Thermal dye sublimation transfer also called thermal dye diffusion transfer is a recording method in which a dye-donor element provided with a dye layer containing sublimable dyes having heat transferability is brought into contact with a receiver sheet and selectively, in accordance with a pattern information signal, heated with a thermal printing head provided with a plurality of juxtaposed heat-generating resistors, whereby dye from the selectively heated regions of the dye-donor element is transferred to the receiver sheet and forms a pattern thereon, the shape and density of which is in accordance with the pattern and intensity of heat applied to the dye-donor element.
A dye-donor element for use according to thermal dye sublimation transfer usually comprises a very thin support e.g. a polyester support, one side of which is covered with a dye layer, which contains the printing dyes. Usually an adhesive or subbing layer is provided between the support and the dye layer.

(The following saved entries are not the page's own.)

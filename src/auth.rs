use crate::{
    access::{Principal, Role},
    error::{AppError, AppResult},
    models::User,
    AppState,
};
use argon2::Argon2;
use async_trait::async_trait;
use axum::{
    extract::{FromRequest, RequestParts},
    headers::{authorization::Bearer, Authorization},
    Extension, TypedHeader,
};
use jsonwebtoken::{DecodingKey, EncodingKey, Header, Validation};
use password_hash::{
    self, rand_core::OsRng, PasswordHash, PasswordHasher, PasswordVerifier, SaltString,
};
use serde::{Deserialize, Serialize};
use std::time::Duration;
use uuid::Uuid;

pub fn hash_password(password: impl AsRef<[u8]>) -> password_hash::Result<String> {
    let salt = SaltString::generate(&mut OsRng);
    Argon2::default()
        .hash_password(password.as_ref(), &salt)
        .map(|h| h.to_string())
}

pub fn verify_password(
    password: impl AsRef<[u8]>,
    password_hash: impl AsRef<str>,
) -> password_hash::Result<bool> {
    let parsed_hash = PasswordHash::new(password_hash.as_ref())?;
    Ok(Argon2::default()
        .verify_password(password.as_ref(), &parsed_hash)
        .is_ok())
}

#[derive(Debug, Serialize, Deserialize)]
pub struct Claims {
    pub sub: Uuid,
    pub role: Role,
    pub exp: u64,
}

/// Issues and checks bearer tokens.
pub struct AuthService {
    encoding: EncodingKey,
    decoding: DecodingKey,
    token_ttl: Duration,
}

impl AuthService {
    pub fn new(base64_secret: &str, token_ttl: Duration) -> anyhow::Result<AuthService> {
        Ok(AuthService {
            encoding: EncodingKey::from_base64_secret(base64_secret)?,
            decoding: DecodingKey::from_base64_secret(base64_secret)?,
            token_ttl,
        })
    }

    pub fn issue_token(&self, user_id: Uuid, role: Role) -> anyhow::Result<String> {
        Ok(jsonwebtoken::encode(
            &Header::default(),
            &Claims {
                sub: user_id,
                role,
                exp: jsonwebtoken::get_current_timestamp() + self.token_ttl.as_secs(),
            },
            &self.encoding,
        )?)
    }

    pub fn verify_token(&self, token: &str) -> AppResult<Claims> {
        jsonwebtoken::decode::<Claims>(token, &self.decoding, &Validation::default())
            .map(|data| data.claims)
            .map_err(|err| {
                tracing::debug!(error = %err, "rejected bearer token");
                AppError::Unauthenticated
            })
    }
}

/// Resolves a token to the principal of a live account. Role and profile
/// come from the stored user, so deactivation and role changes apply to
/// tokens already handed out.
pub async fn resolve_principal(state: &AppState, token: &str) -> AppResult<Principal> {
    let claims = state.auth.verify_token(token)?;
    state
        .store
        .find::<User>(claims.sub)
        .await?
        .filter(|user| user.is_active)
        .map(|user| user.principal())
        .ok_or(AppError::Unauthenticated)
}

/// The caller of a route that requires a signed-in user.
pub struct ExtractAuth(pub Principal);

/// The caller of a public route, if they sent a valid token.
pub struct MaybeAuth(pub Option<Principal>);

async fn app_state<B: Send>(req: &mut RequestParts<B>) -> AppResult<AppState> {
    let Extension(state) = Extension::<AppState>::from_request(req)
        .await
        .map_err(|_| anyhow::anyhow!("application state is not installed"))?;
    Ok(state)
}

async fn bearer<B: Send>(req: &mut RequestParts<B>) -> Option<String> {
    TypedHeader::<Authorization<Bearer>>::from_request(req)
        .await
        .ok()
        .map(|TypedHeader(Authorization(bearer))| bearer.token().to_string())
}

#[async_trait]
impl<B> FromRequest<B> for ExtractAuth
where
    B: Send,
{
    type Rejection = AppError;

    async fn from_request(req: &mut RequestParts<B>) -> Result<Self, Self::Rejection> {
        let token = bearer(req).await.ok_or(AppError::Unauthenticated)?;
        let state = app_state(req).await?;
        Ok(ExtractAuth(resolve_principal(&state, &token).await?))
    }
}

#[async_trait]
impl<B> FromRequest<B> for MaybeAuth
where
    B: Send,
{
    type Rejection = AppError;

    async fn from_request(req: &mut RequestParts<B>) -> Result<Self, Self::Rejection> {
        let Some(token) = bearer(req).await else {
            return Ok(MaybeAuth(None));
        };
        let state = app_state(req).await?;
        match resolve_principal(&state, &token).await {
            Ok(principal) => Ok(MaybeAuth(Some(principal))),
            Err(AppError::Unauthenticated) => Ok(MaybeAuth(None)),
            Err(err) => Err(err),
        }
    }
}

Due to the fact that the thin support softens when heated during the printing operation and then sticks to the thermal printing head thereby causing malfunctioning of the printing apparatus and reduction in image quality the backside of the support (side opposite to the dye layer) is typically provided with a slipping layer to facilitate passage of the dye-donor element under the thermal printing head. An adhesive layer may be provided between the support and the slipping layer.
The slipping layer generally comprises a lubricating material and a binder. In the conventional slipping layers the binder is either a cured binder (radiation- or heat-cured) or a polymeric thermoplast.
Using polymeric thermoplasts as binder for the slipping layer such as i.a. poly(styrene-co-acrylonitrile), polystyrene and polymethylmethacrylate has the disadvantage of relatively low heat stability of the slipping layer containing said binder en therefore unsatisfactory performance of said slipping layer. Further when dye-donor elements having such slipping layers have been rolled up and stored for any length of time such that the backcoat of one portion of the donor element is held against the dyecoat of another portion, sticking of the backcoat to the dyecoat occurs and migration of the dye takes place leading to a loss of density of any prints eventually made using that donor element.
A disadvantage of using radiation-cured binders for the slipping layer (as described in, for example, EP 329117, JP 60/151096, JP 60/229787, JP 60/229792, JP 60/229795, JP 62/212192 and JP 02/128899) is their cumbersome manufacture.
The actually used cross-linking agent in the heat-curable binder systems for the slipping layer (as described in, for example, EP 153880, EP 194106, EP 324946, JP 62/227787, JP 62/259889, JP 63/51189, JP 01/5884 and JP 01/51980) is a polyisocyanate, which is highly toxic and therefore is to be avoided. A further problem encountered upon using polyisocyanate heat-curable binder systems is the limited pot life of the binder composition.